The tradition of giving flowers and other gifts to our mothers this Sunday is wonderful. My own mother expects to receive a “proper” Mothering Sunday card - it must have the words “Mothering Sunday” on, and not “Mother’s Day”. This firmly links the festival to the Church and less to the commercial activities surrounding it.
The origins of Mothering Sunday go way back into antiquity. It was originally a pagan festival, held in honour of the Mother goddess Cybele. After Constantine converted to Christianity, the Roman Empire began to celebrate it as a Christian Festival, honouring the Blessed Virgin Mary and Mother Church. Mary, the mother of Jesus is a model of good motherhood, standing by Jesus throughout his life and at his death as he fulfilled God’s work of redemption.

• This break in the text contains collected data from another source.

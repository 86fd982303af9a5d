//! Step sequencing and submission rules of the contact wizard.
//!
//! `WizardState` is plain data: the view feeds it user actions and performs
//! the sink call between `begin_submit` and `finish_submit`.

use log::{error, info, warn};

use crate::contact::guard::{self, AntiSpam, Clock, KeyValueStore};
use crate::contact::lead::{FieldErrors, LeadField, LeadForm, LeadSubmission};
use crate::contact::sink::SinkError;
use crate::contact::WizardError;

#[derive(Debug, Clone, Copy, PartialEq, Eq, PartialOrd, Ord)]
pub enum WizardStep {
    Identity,
    Scope,
    Vision,
    Review,
}

impl WizardStep {
    pub const ALL: [WizardStep; 4] = [
        WizardStep::Identity,
        WizardStep::Scope,
        WizardStep::Vision,
        WizardStep::Review,
    ];

    pub fn number(self) -> u8 {
        match self {
            WizardStep::Identity => 1,
            WizardStep::Scope => 2,
            WizardStep::Vision => 3,
            WizardStep::Review => 4,
        }
    }

    pub fn label(self) -> &'static str {
        match self {
            WizardStep::Identity => "Identity",
            WizardStep::Scope => "Scope",
            WizardStep::Vision => "Vision",
            WizardStep::Review => "Review",
        }
    }

    fn next(self) -> Option<WizardStep> {
        match self {
            WizardStep::Identity => Some(WizardStep::Scope),
            WizardStep::Scope => Some(WizardStep::Vision),
            WizardStep::Vision => Some(WizardStep::Review),
            WizardStep::Review => None,
        }
    }

    fn previous(self) -> Option<WizardStep> {
        match self {
            WizardStep::Identity => None,
            WizardStep::Scope => Some(WizardStep::Identity),
            WizardStep::Vision => Some(WizardStep::Scope),
            WizardStep::Review => Some(WizardStep::Vision),
        }
    }
}

#[derive(Debug, Clone, Copy, PartialEq, Eq)]
pub enum SubmissionStatus {
    Idle,
    Submitting,
    Success,
    /// Honeypot tripped. Shown to the visitor exactly like `Success`.
    SilentlyRejected,
}

/// Visible, blocking messages raised by a submit attempt.
#[derive(Debug, Clone, Copy, PartialEq, Eq)]
pub enum Notice {
    RateLimited,
    SubmitFailed,
}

During the 16th-century, it was the custom that domestic servants were given the day off so that they could go home and see their own mothers. If lucky, they would pick flowers from the hedgerows along the way to give to them. Often it was the only day of the year when families could come together. It really is a poignant and thought-provoking Sunday to celebrate in the midst of our Lent austerities and Covid restrictions.
Sadly, our churches remain closed at this time, so we are unable to have the formal celebration of the Eucharist or distribute posies to mothers. Yet we can all use this time to celebrate the love of our mothers and carers who have loved us and stood by us throughout the years. It is also a time to give thanks to God for Mother Church, formed out of the sacrifice of Jesus on the cross. Mother Church is where we should find comfort and support, encouragement, love and hospitality. When we open again, let’s be sure to celebrate with thankful hearts.